Out of the box, no provider is configured. The agent will refuse to think.

  1. Settings → Models. Pick one of:
    • OpenAI (gpt-5.4 default)
    • Anthropic (claude-opus-4-7 default)
    • Zhipu (glm-4.7 default)
    • DeepSeek (deepseek-v4-flash default)
    • Gemini (gemini-2.5-pro default)
    • Kimi (kimi-k2.6 default)
    • Custom OpenAI-compatible (vLLM, Ollama, OpenRouter, corporate relay…)
  2. Paste the API key. Optional: override the default model in "Advanced".
  3. Save. Pre-registration is hot — no restart.
  4. On the same page set Default provider to the one you just wired.

Don't mix default_provider and per-route models

The "default" drives back-end LLM calls (alert investigation, translate, summarize). The model picker in the chat header is a per-thread override — useful for "try Opus on this one question" but the site default is what runs for cron jobs and incidents.

See the Routing & default and Budget & limits entries under Models in the sidebar.

3. Configure a notification channel

Even if you don't have alert rules yet, wire one channel so future incidents have somewhere to land.

The recommended starter pair:

  • Webhook channel to a generic incoming-webhook collector (you can always remove it later) — proves the notification path works.
  • One IM channel — Telegram is the easiest because you only need a bot token and a chat ID; Slack/Lark/DingTalk/WeCom take more setup.

See channels overview.

4. Set the manager timezone

Time stamps in incident timelines and alert events follow the manager's timezone.
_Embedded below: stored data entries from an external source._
#[test]
fn challenge_then_query_response_authenticates_once() {
    let mut session = open_session(Instant::now());

    let actions = session.handle_message(&zero_key_challenge(100));
    assert_eq!(session.last_action_id(), Some(100));
    assert!(session.is_connected());
    assert!(!session.is_authenticated());
    assert!(errors(&actions).is_empty());

    let frames = sent(&actions);
    assert_eq!(frames.len(), 1);
    let request = decrypt_request(&frames[0], &[0u8; KEY_LEN]);
    assert_eq!(request.action.kind, ActionType::Query);
    assert_eq!(request.action.id, 101);
    assert!(events(&actions).iter().any(|event| matches!(
        event,
        SessionEvent::OutgoingMessage { payload: Some(req), .. } if req == &request
    )));

    let actions = session.handle_message(&query_response(101));
    let authenticated = events(&actions)
        .into_iter()
        .filter(|event| *event == SessionEvent::Authenticated)
        .count();
    assert_eq!(authenticated, 1);
    assert!(session.is_authenticated());
    assert_eq!(session.last_action_id(), Some(101));

    // later query responses are ordinary traffic
    let actions = session.handle_message(&query_response(102));
    assert!(!events(&actions).contains(&SessionEvent::Authenticated));
    assert_eq!(session.last_action_id(), Some(102));
}

#[test]
fn tampered_mac_surfaces_error_and_leaves_state_alone() {
    let mut session = open_session(Instant::now());
    session.handle_message(&zero_key_challenge(100));

    let mut frame: EncryptedFrame = match serde_json::from_str(&query_response(101)).unwrap() {
        Frame::Encrypted(frame) => frame,
        other => panic!("unexpected frame {other:?}"),
    };
    frame.mac = STANDARD.encode([0u8; 32]);
    let text = serde_json::to_string(&Frame::Encrypted(frame)).unwrap();

    let actions = session.handle_message(&text);
    assert_eq!(
        errors(&actions),
        vec![SessionError::Crypto(CryptoError::MacMismatch)]
    );
    assert!(events(&actions).iter().any(|event| matches!(
        event,
        SessionEvent::IncomingMessage { payload: None, .. }
    )));
    assert!(sent(&actions).is_empty());
    assert_eq!(session.last_action_id(), Some(100));
    assert!(!session.is_authenticated());
    assert!(session.is_connected());
}

#[test]
fn garbage_and_client_frames_are_reported_not_fatal() {
    let mut session = open_session(Instant::now());

    let actions = session.handle_message("{not json");
    assert!(matches!(
        errors(&actions).as_slice(),
        [SessionError::Codec(_)]
    ));

    let actions = session.handle_message(r#"{"type":"PING"}"#);
    assert_eq!(errors(&actions), vec![SessionError::UnexpectedFrame("PING")]);
    assert_eq!(
        events(&actions).first(),
        Some(&SessionEvent::IncomingMessage {
            frame: Frame::Ping,
            payload: None
        })
    );

    let actions = session.handle_message(r#"{"type":"ERROR","errorMessage":"authentication error"}"#);
    assert_eq!(
        errors(&actions),
        vec![SessionError::Peer(PeerErrorMessage::AuthenticationError)]
    );
    assert!(session.is_connected());
}

#[test]
fn events_before_challenge_decrypt_under_secret_key() {
    let mut session = open_session(Instant::now());
    let text = device_frame(
        json!({"event": {"cnt": 4, "type": "LeftOpen", "state": "open", "t100ms": 0}}),
        &test_keys().derive_key(None),
    );
    let actions = session.handle_message(&text);
    assert!(errors(&actions).is_empty());
    assert!(events(&actions).iter().any(|event| matches!(
        event,
        SessionEvent::IncomingMessage { payload: Some(EncryptedPayload::Event(ev)), .. }
            if ev.kind == EventType::LeftOpen
    )));
}

#[test]
fn invalid_hold_duration_is_rejected_before_allocation() {
    let mut session = open_session(Instant::now());
    session.handle_message(&zero_key_challenge(7));
    session.handle_message(&query_response(8));

    for minutes in [0, 1441] {
        assert_eq!(
            session.send_action(ActionCommand::HoldOpenOutputActive { minutes }),
            Err(SessionError::InvalidDuration(minutes))
        );
    }
    let actions = session
        .send_action(ActionCommand::HoldOpenOutputActive { minutes: 1440 })
        .unwrap();
    let request = decrypt_request(&sent(&actions)[0], &[0u8; KEY_LEN]);
    assert_eq!(request.action.id, 9);
    assert_eq!(request.action.duration, Some(1440));
}

#[test]
fn keepalive_pings_then_kills_silent_connection() {
    let start = Instant::now();
    let mut session = open_session(start);
    assert!(session.poll_keepalive(start + INTERVAL / 2).is_empty());

    let actions = session.poll_keepalive(start + INTERVAL);
    assert_eq!(sent(&actions), vec![Frame::Ping]);

    // a reply resets the cycle
    session.handle_message(r#"{"type":"PONG"}"#);
    assert!(session.poll_keepalive(start + INTERVAL + INTERVAL / 2).is_empty());

    let actions = session.poll_keepalive(start + INTERVAL * 2);
    assert_eq!(sent(&actions), vec![Frame::Ping]);

    let actions = session.poll_keepalive(start + INTERVAL * 2 + INTERVAL / 2);
    assert_eq!(
        errors(&actions),
        vec![SessionError::KeepaliveTimeout(INTERVAL / 2)]
    );
    assert_eq!(actions.last(), Some(&SessionAction::Terminate));
    assert!(session.poll_keepalive(start + INTERVAL * 10).is_empty());

    let closed = session.on_closed();
    assert_eq!(events(&closed), vec![SessionEvent::Disconnect]);
    assert!(!session.is_connected());
    assert!(session.on_closed().is_empty());
}

#[test]
fn reconnect_discards_previous_session_key() {
    let mut session = open_session(Instant::now());
    session.handle_message(&zero_key_challenge(100));
    session.handle_message(&query_response(101));
    assert!(session.is_authenticated());

    session.on_closed();
    session.begin_connect().unwrap();
    assert_eq!(session.last_action_id(), None);
    session.on_open(Instant::now());
    assert!(session.is_connected());
    assert!(!session.is_authenticated());
}

#[test]
fn action_ids_stay_unique_across_wraparound() {
    let now = Instant::now();
    let mut device = DeviceSimulator::new(test_keys(), LAST_ACTION_ID - 2);
    let mut session = open_session(now);

    let mut inbound: Vec<Frame> = Vec::new();
    for frame in sent(&session.authenticate().unwrap()) {
        inbound.extend(device.reply(&serde_json::to_string(&frame).unwrap()));
    }
    let mut seen = Vec::new();
    let mut commands = vec![ActionCommand::Query; 2];
    commands.extend([ActionCommand::Trigger, ActionCommand::Close, ActionCommand::Open]);

    while let Some(frame) = inbound.pop() {
        let actions = session.handle_message(&serde_json::to_string(&frame).unwrap());
        assert!(errors(&actions).is_empty(), "{actions:?}");
        for out in sent(&actions) {
            let request = device.open_action(&out).unwrap();
            seen.push(request.action.id);
            inbound.extend(device.reply(&serde_json::to_string(&out).unwrap()));
        }
        if inbound.is_empty() {
            if let Some(command) = commands.pop() {
                for out in sent(&session.send_action(command).unwrap()) {
                    seen.push(device.open_action(&out).unwrap().action.id);
                    inbound.extend(device.reply(&serde_json::to_string(&out).unwrap()));
                }
            }
        }
    }

    assert!(session.is_authenticated());
    assert_eq!(seen, vec![LAST_ACTION_ID - 1, LAST_ACTION_ID, 0, 1, 2, 3]);
    assert!(seen.iter().all(|id| *id < ACTION_ID_MODULUS));
    assert_eq!(session.last_action_id(), Some(3));
    assert_eq!(device.last_action_id(), 3);
}

#[test]
fn back_to_back_sends_get_distinct_ids() {
    let mut session = open_session(Instant::now());
    session.handle_message(&zero_key_challenge(50));
    session.handle_message(&query_response(51));

    let ids: Vec<u32> = [ActionCommand::Trigger, ActionCommand::Trigger, ActionCommand::Restart]
        .into_iter()
        .map(|command| {
            let actions = session.send_action(command).unwrap();
            decrypt_request(&sent(&actions)[0], &[0u8; KEY_LEN]).action.id
        })
        .collect();
    assert_eq!(ids, vec![52, 53, 54]);
    assert_eq!(session.last_action_id(), Some(51));
}

#[test]
fn valid_mac_over_unknown_document_is_a_codec_error() {
    let mut session = open_session(Instant::now());
    session.handle_message(&zero_key_challenge(100));

    let text = device_frame(json!({"status": {"ok": true}}), &[0u8; KEY_LEN]);
    let actions = session.handle_message(&text);
    assert!(matches!(
        errors(&actions).as_slice(),
        [SessionError::Codec(CodecError::InvalidPayload(_))]
    ));
    assert!(events(&actions).iter().any(|event| matches!(
        event,
        SessionEvent::IncomingMessage { payload: None, .. }
    )));
    assert!(sent(&actions).is_empty());
    assert_untouched(&session, Some(100), ConnectionPhase::Authenticating);
}

#[test]
fn undecryptable_frames_are_decrypt_errors() {
    let mut session = open_session(Instant::now());
    session.handle_message(&zero_key_challenge(100));

    // still encrypted under the secret key after the session key took over
    let stale = device_frame(
        json!({"event": {"cnt": 1, "type": "StateChange", "state": "open", "t100ms": 0}}),
        &test_keys().derive_key(None),
    );
    for text in [stale, truncated_ciphertext_frame()] {
        let actions = session.handle_message(&text);
        assert!(
            matches!(
                errors(&actions).as_slice(),
                [SessionError::Crypto(CryptoError::Decrypt(_))]
            ),
            "{actions:?}"
        );
        assert!(sent(&actions).is_empty());
        assert_untouched(&session, Some(100), ConnectionPhase::Authenticating);
    }

    // the session keeps working afterwards
    let actions = session.handle_message(&query_response(101));
    assert!(events(&actions).contains(&SessionEvent::Authenticated));
}
//! Wire vocabulary for the Remootio websocket API.
//!
//! Plaintext control frames are tagged by a `type` field. Everything carried after
//! the handshake travels inside `ENCRYPTED` frames whose decrypted content is one of
//! the [`EncryptedPayload`] shapes, or an [`ActionRequest`] in the outbound direction.
use serde::{Deserialize, Serialize};

/// Action ids cycle in `[0, ACTION_ID_MODULUS)`.
pub const ACTION_ID_MODULUS: u32 = 0x7FFF_FFFF;

/// Upper bound (minutes) accepted by the hold-output-active actions.
pub const MAX_HOLD_DURATION_MINUTES: u32 = 1440;

/// A single websocket message.
#[derive(Debug, Clone, PartialEq, Serialize, Deserialize)]
#[serde(tag = "type", rename_all = "SCREAMING_SNAKE_CASE")]
pub enum Frame {
    Auth,
    Hello,
    Ping,
    Pong,
    Error {
        #[serde(rename = "errorMessage")]
        error_message: PeerErrorMessage,
    },
    ServerHello(ServerHello),
    Encrypted(EncryptedFrame),
}

impl Frame {
    /// Every `type` tag the codec recognizes.
    pub const KNOWN_TYPES: [&'static str; 7] = [
        "AUTH",
        "HELLO",
        "PING",
        "PONG",
        "ERROR",
        "SERVER_HELLO",
        "ENCRYPTED",
    ];

    pub fn type_tag(&self) -> &'static str {
        match self {
            Frame::Auth => "AUTH",
            Frame::Hello => "HELLO",
            Frame::Ping => "PING",
            Frame::Pong => "PONG",
            Frame::Error { .. } => "ERROR",
            Frame::ServerHello(_) => "SERVER_HELLO",
            Frame::Encrypted(_) => "ENCRYPTED",
        }
    }

    /// Frames only a client ever sends; receiving one is a protocol violation.
    pub fn is_client_only(&self) -> bool {
        matches!(self, Frame::Auth | Frame::Hello | Frame::Ping)
    }
}

/// Error strings the device reports in plaintext `ERROR` frames.
#[derive(Debug, Clone, Copy, PartialEq, Eq, Serialize, Deserialize)]
pub enum PeerErrorMessage {
    #[serde(rename = "json error")]
    JsonError,
    #[serde(rename = "input error")]
    InputError,
    #[serde(rename = "internal error")]
    InternalError,
    #[serde(rename = "connection timeout")]
    ConnectionTimeout,
    #[serde(rename = "authentication error")]
    AuthenticationError,
    #[serde(rename = "unsupported frame")]
    UnsupportedFrame,
    #[serde(other)]
    Unknown,
}

impl PeerErrorMessage {
    pub fn as_str(&self) -> &'static str {
        match self {
            PeerErrorMessage::JsonError => "json error",
            PeerErrorMessage::InputError => "input error",
            PeerErrorMessage::InternalError => "internal error",
            PeerErrorMessage::ConnectionTimeout => "connection timeout",
            PeerErrorMessage::AuthenticationError => "authentication error",
            PeerErrorMessage::UnsupportedFrame => "unsupported frame",
            PeerErrorMessage::Unknown => "unknown error",
        }
    }
}

/// Reply to a `HELLO` frame.
#[derive(Debug, Clone, PartialEq, Serialize, Deserialize)]
#[serde(rename_all = "camelCase")]
pub struct ServerHello {
    pub api_version: u32,
    pub message: String,
    #[serde(default, skip_serializing_if = "Option::is_none")]
    pub serial_number: Option<String>,
    #[serde(default, skip_serializing_if = "Option::is_none")]
    pub remootio_version: Option<String>,
}

/// Body of an `ENCRYPTED` frame.
#[derive(Debug, Clone, PartialEq, Eq, Serialize, Deserialize)]
pub struct EncryptedFrame {
    pub data: EncryptedData,
    /// Base64 HMAC-SHA256 over the serialized `data` object.
    pub mac: String,
}

/// The authenticated part of an encrypted frame.
///
/// Field order is part of the MAC input: `iv` must serialize before `payload`.
#[derive(Debug, Clone, PartialEq, Eq, Serialize, Deserialize)]
pub struct EncryptedData {
    pub iv: String,
    pub payload: String,
}

/// Decrypted content of an inbound `ENCRYPTED` frame.
#[derive(Debug, Clone, PartialEq, Serialize, Deserialize)]
#[serde(rename_all = "lowercase")]
pub enum EncryptedPayload {
    Challenge(Challenge),
    Response(ActionResponse),
    Event(DeviceEvent),
}

/// Issued by the device in answer to `AUTH`.
#[derive(Debug, Clone, PartialEq, Eq, Serialize, Deserialize)]
#[serde(rename_all = "camelCase")]
pub struct Challenge {
    /// Base64 encoded 256-bit session key.
    pub session_key: String,
    pub initial_action_id: u32,
}

#[derive(Debug, Clone, PartialEq, Serialize, Deserialize)]
#[serde(rename_all = "camelCase")]
pub struct ActionResponse {
    #[serde(rename = "type")]
    pub kind: ActionType,
    pub id: u32,
    pub success: bool,
    #[serde(default)]
    pub state: SensorState,
    #[serde(default)]
    pub t100ms: u64,
    #[serde(default)]
    pub relay_triggered: bool,
    #[serde(default)]
    pub error_code: String,
}

/// Asynchronous notification pushed by the device.
#[derive(Debug, Clone, PartialEq, Serialize, Deserialize)]
pub struct DeviceEvent {
    pub cnt: u64,
    #[serde(rename = "type")]
    pub kind: EventType,
    #[serde(default)]
    pub state: SensorState,
    #[serde(default)]
    pub t100ms: u64,
    /// Type-dependent block, e.g. `keyNr`/`keyType`/`via` for `RelayTrigger`.
    #[serde(default, skip_serializing_if = "Option::is_none")]
    pub data: Option<serde_json::Value>,
}

#[derive(Debug, Clone, Copy, PartialEq, Eq, Default, Serialize, Deserialize)]
pub enum SensorState {
    #[serde(rename = "open")]
    Open,
    #[serde(rename = "closed")]
    Closed,
    #[default]
    #[serde(rename = "no sensor")]
    NoSensor,
    #[serde(other)]
    Unknown,
}

#[derive(Debug, Clone, Copy, PartialEq, Eq, Serialize, Deserialize)]
pub enum EventType {
    StateChange,
    RelayTrigger,
    Connected,
    PlusConnected,
    LeftOpen,
    KeyManagement,
    Restart,
    ManualButtonPushed,
    ManualButtonEnabled,
    ManualButtonDisabled,
    DoorbellPushed,
    DoorbellEnabled,
    DoorbellDisabled,
    SensorEnabled,
    SensorFlipped,
    SensorDisabled,
    #[serde(other)]
    Unknown,
}

#[derive(Debug, Clone, Copy, PartialEq, Eq, Hash, Serialize, Deserialize)]
#[serde(rename_all = "SCREAMING_SNAKE_CASE")]
pub enum ActionType {
    Query,
    Trigger,
    TriggerSecondary,
    Open,
    Close,
    Restart,
    HoldTriggerOutputActive,
    HoldTriggerSecondaryOutputActive,
    HoldOpenOutputActive,
    HoldCloseOutputActive,
    #[serde(other)]
    Unknown,
}

/// Outbound plaintext, serialized as `{"action":{...}}` before encryption.
#[derive(Debug, Clone, PartialEq, Eq, Serialize, Deserialize)]
pub struct ActionRequest {
    pub action: Action,
}

#[derive(Debug, Clone, PartialEq, Eq, Serialize, Deserialize)]
pub struct Action {
    #[serde(rename = "type")]
    pub kind: ActionType,
    pub id: u32,
    /// Minutes, only present on the hold-output-active actions.
    #[serde(default, skip_serializing_if = "Option::is_none")]
    pub duration: Option<u32>,
}

/// Commands accepted by the action API.
#[derive(Debug, Clone, Copy, PartialEq, Eq)]
pub enum ActionCommand {
    Query,
    Trigger,
    TriggerSecondary,
    Open,
    Close,
    Restart,
    HoldTriggerOutputActive { minutes: u32 },
    HoldTriggerSecondaryOutputActive { minutes: u32 },
    HoldOpenOutputActive { minutes: u32 },
    HoldCloseOutputActive { minutes: u32 },
}

impl ActionCommand {
    pub fn action_type(&self) -> ActionType {
        match self {
            ActionCommand::Query => ActionType::Query,
            ActionCommand::Trigger => ActionType::Trigger,
            ActionCommand::TriggerSecondary => ActionType::TriggerSecondary,
            ActionCommand::Open => ActionType::Open,
            ActionCommand::Close => ActionType::Close,
            ActionCommand::Restart => ActionType::Restart,
            ActionCommand::HoldTriggerOutputActive { .. } => ActionType::HoldTriggerOutputActive,
            ActionCommand::HoldTriggerSecondaryOutputActive { .. } => {
                ActionType::HoldTriggerSecondaryOutputActive
            }
            ActionCommand::HoldOpenOutputActive { .. } => ActionType::HoldOpenOutputActive,
            ActionCommand::HoldCloseOutputActive { .. } => ActionType::HoldCloseOutputActive,
        }
    }

    pub fn duration(&self) -> Option<u32> {
        match self {
            ActionCommand::HoldTriggerOutputActive { minutes }
            | ActionCommand::HoldTriggerSecondaryOutputActive { minutes }
            | ActionCommand::HoldOpenOutputActive { minutes }
            | ActionCommand::HoldCloseOutputActive { minutes } => Some(*minutes),
            _ => None,
        }
    }

    /// Builds the request for the given action id.
    pub fn request(&self, id: u32) -> ActionRequest {
        ActionRequest {
            action: Action {
                kind: self.action_type(),
                id,
                duration: self.duration(),
            },
        }
    }
}
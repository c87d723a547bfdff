//! Client for the Remootio websocket API.
//!
//! Implements the authenticated session protocol spoken by Remootio gate and garage
//! door controllers: plaintext control frames, the `AUTH` challenge handshake,
//! AES-256-CBC + HMAC-SHA256 encrypted frames, keepalive supervision and
//! action id sequencing. The protocol core ([`session::Session`]) is sans-IO; the
//! [`sdk::RemootioClient`] drives it over a websocket.

pub mod codec;
pub mod config;
pub mod crypto;
pub mod e2e_common;
pub mod messages;
pub mod sdk;
pub mod session;
pub mod transport;

pub use codec::CodecError;
pub use config::{ClientConfig, CompiledClientConfig, ConfigError};
pub use crypto::{CryptoError, KeyMaterial, SessionKey};
pub use messages::{
    ActionCommand, ActionRequest, ActionResponse, ActionType, Challenge, DeviceEvent,
    EncryptedPayload, EventType, Frame, SensorState, ServerHello,
};
pub use sdk::{ClientError, RemootioClient};
pub use session::{Session, SessionAction, SessionError, SessionEvent};
pub use transport::{Connector, SessionTransport, TransportError, WebSocketConnector};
Default is UTC inside the container; for a UI that matches your team:

bash
# Set TZ in compose env. Edit /opt/ongrid/docker-compose.yml or drop a
# /opt/ongrid/docker-compose.override.yml with:
services:
  ongrid:
    environment:
      TZ: Asia/Shanghai
bash
sudo docker compose -f /opt/ongrid/docker-compose.yml --env-file /opt/ongrid/.env up -d ongrid

For the AI output locale (does the LLM answer in English or Chinese), set ONGRID_DEFAULT_LOCALE. Default en; valid values match your UI translations (en, zh-CN, ja, …). Channels can override per-channel; manual UI requests follow Accept-Language.

5. Decide Prometheus retention

The compose defaults to 90 days / 20 GB cap. To change:

bash
# /opt/ongrid/docker-compose.override.yml
services:
  prometheus:
    command:
      - --storage.tsdb.path=/prometheus
      - --storage.tsdb.retention.time=30d
      - --storage.tsdb.retention.size=10GB
      - --web.enable-remote-write-receiver
      - --web.enable-lifecycle
      - --web.external-url=/prometheus/
      - --web.route-prefix=/prometheus/
      - --config.file=/etc/prometheus/prometheus.yml
bash
sudo docker compose -f /opt/ongrid/docker-compose.yml --env-file /opt/ongrid/.env up -d prometheus

For Loki retention edit /opt/ongrid/loki-config.yaml and restart the loki container. For Tempo edit /opt/ongrid/tempo-config.yaml.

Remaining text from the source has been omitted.